● The problem: Examine each line of the data, and copy the ones containing "while".

####

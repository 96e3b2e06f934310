//! Searcher aggregate and query engine

use serde::{Deserialize, Serialize};
use std::path::Path;
use tracing::{debug, info, warn};

use crate::corpus::Corpus;
use crate::error::SearchError;
use crate::index::PositionIndex;
use crate::ranges::{RangeResolutionStrategy, RangeTable, ResolveContext, StrategyKind};
use crate::titles::{TableOfContents, TocMarkers, extract_titles};

/// Options for loading and querying
#[derive(Debug, Clone, PartialEq, Eq, Serialize, Deserialize)]
#[serde(default)]
pub struct SearchOptions {
    /// Bytes of context on each side of a match
    #[serde(rename = "snippet-radius")]
    pub snippet_radius: usize,

    /// Fail the load instead of warning when the corpus has non-ASCII letters
    #[serde(rename = "strict-ascii")]
    pub strict_ascii: bool,

    /// How title content starts are located
    #[serde(rename = "range-strategy")]
    pub range_strategy: StrategyKind,

    /// Phrases bracketing the table of contents
    pub toc: TocMarkers,
}

impl Default for SearchOptions {
    fn default() -> Self {
        Self {
            snippet_radius: crate::DEFAULT_SNIPPET_RADIUS,
            strict_ascii: false,
            range_strategy: StrategyKind::default(),
            toc: TocMarkers::default(),
        }
    }
}

/// A single search hit
#[derive(Debug, Clone, PartialEq, Eq, Serialize)]
pub struct Match {
    /// Byte offset of the match in the corpus
    pub offset: usize,

    /// Owning title, empty when unknown
    pub title: String,

    /// Text around the match
    pub snippet: String,
}

/// Corpus, index, titles and title ranges, built once and then read-only
///
/// Share one instance behind an `Arc` with every request handler.
#[derive(Debug)]
pub struct Searcher {
    corpus: Corpus,
    index: PositionIndex,
    toc: TableOfContents,
    ranges: RangeTable,
    snippet_radius: usize,
}

impl Searcher {
    /// Read the corpus file and build everything
    pub fn load(path: impl AsRef<Path>, options: &SearchOptions) -> Result<Self, SearchError> {
        let corpus = Corpus::load(path)?;
        Self::from_corpus(corpus, options)
    }

    /// Build from an in-memory corpus with the configured strategy
    pub fn from_corpus(corpus: Corpus, options: &SearchOptions) -> Result<Self, SearchError> {
        let strategy = options.range_strategy.strategy();
        Self::with_strategy(corpus, options, strategy.as_ref())
    }

    /// Build from an in-memory corpus with a caller-supplied strategy
    pub fn with_strategy(
        corpus: Corpus,
        options: &SearchOptions,
        strategy: &dyn RangeResolutionStrategy,
    ) -> Result<Self, SearchError> {
        debug!(strategy = strategy.name(), ?options, "Searcher::with_strategy: called");

        let non_ascii = corpus.non_ascii_letter_count();
        if non_ascii > 0 {
            if options.strict_ascii {
                return Err(SearchError::NonAscii { count: non_ascii });
            }
            warn!(
                count = non_ascii,
                "Corpus has non-ASCII letters; matching on those letters is case-sensitive"
            );
        }

        let toc = extract_titles(corpus.text(), &options.toc)?;

        // The raw index is only needed to resolve ranges.
        let ranges = {
            let raw_index = PositionIndex::new(corpus.as_bytes());
            let ctx = ResolveContext {
                corpus: corpus.text(),
                raw_index: &raw_index,
            };
            strategy.resolve(&toc, &ctx)
        };
        if ranges.unresolved() > 0 {
            warn!(
                unresolved = ranges.unresolved(),
                total = ranges.len(),
                "Some titles have no content range"
            );
        }

        let index = PositionIndex::new(corpus.lowercased());

        info!(
            titles = toc.len(),
            bytes = corpus.len(),
            strategy = strategy.name(),
            "Searcher ready"
        );

        Ok(Self {
            corpus,
            index,
            toc,
            ranges,
            snippet_radius: options.snippet_radius,
        })
    }

    /// Case-insensitive substring search
    ///
    /// Results are in ascending offset order, as returned by the index.
    pub fn search(&self, query: &str) -> Vec<Match> {
        let offsets = self.lookup(query);
        debug!(%query, matches = offsets.len(), "Searcher::search");
        offsets
            .into_iter()
            .map(|offset| Match {
                offset,
                title: self.title_for(offset).to_string(),
                snippet: self.snippet(offset).to_string(),
            })
            .collect()
    }

    /// Like [`Searcher::search`] but without title attribution
    pub fn search_snippets(&self, query: &str) -> Vec<String> {
        self.lookup(query)
            .into_iter()
            .map(|offset| self.snippet(offset).to_string())
            .collect()
    }

    /// Match offsets for `query`, ignoring ASCII case
    pub fn lookup(&self, query: &str) -> Vec<usize> {
        let needle = query.to_ascii_lowercase();
        self.index.lookup(needle.as_bytes(), None)
    }

    /// Title owning `offset`, or `""` when it cannot be attributed
    pub fn title_for(&self, offset: usize) -> &str {
        self.ranges
            .owner(offset)
            .and_then(|i| self.toc.titles.get(i))
            .map_or("", String::as_str)
    }

    /// Corpus text within `snippet_radius` bytes of `offset`
    ///
    /// Clamped to the corpus bounds and widened to the nearest char
    /// boundaries, so it never panics near either end.
    pub fn snippet(&self, offset: usize) -> &str {
        let text = self.corpus.text();
        let mut start = offset.saturating_sub(self.snippet_radius).min(text.len());
        let mut end = offset.saturating_add(self.snippet_radius).min(text.len());
        while !text.is_char_boundary(start) {
            start -= 1;
        }
        while !text.is_char_boundary(end) {
            end += 1;
        }
        &text[start..end]
    }

    pub fn titles(&self) -> &[String] {
        &self.toc.titles
    }

    pub fn ranges(&self) -> &RangeTable {
        &self.ranges
    }

    pub fn corpus(&self) -> &Corpus {
        &self.corpus
    }
}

####

● Task solution:
        while !text.is_char_boundary(start) {
        while !text.is_char_boundary(end) {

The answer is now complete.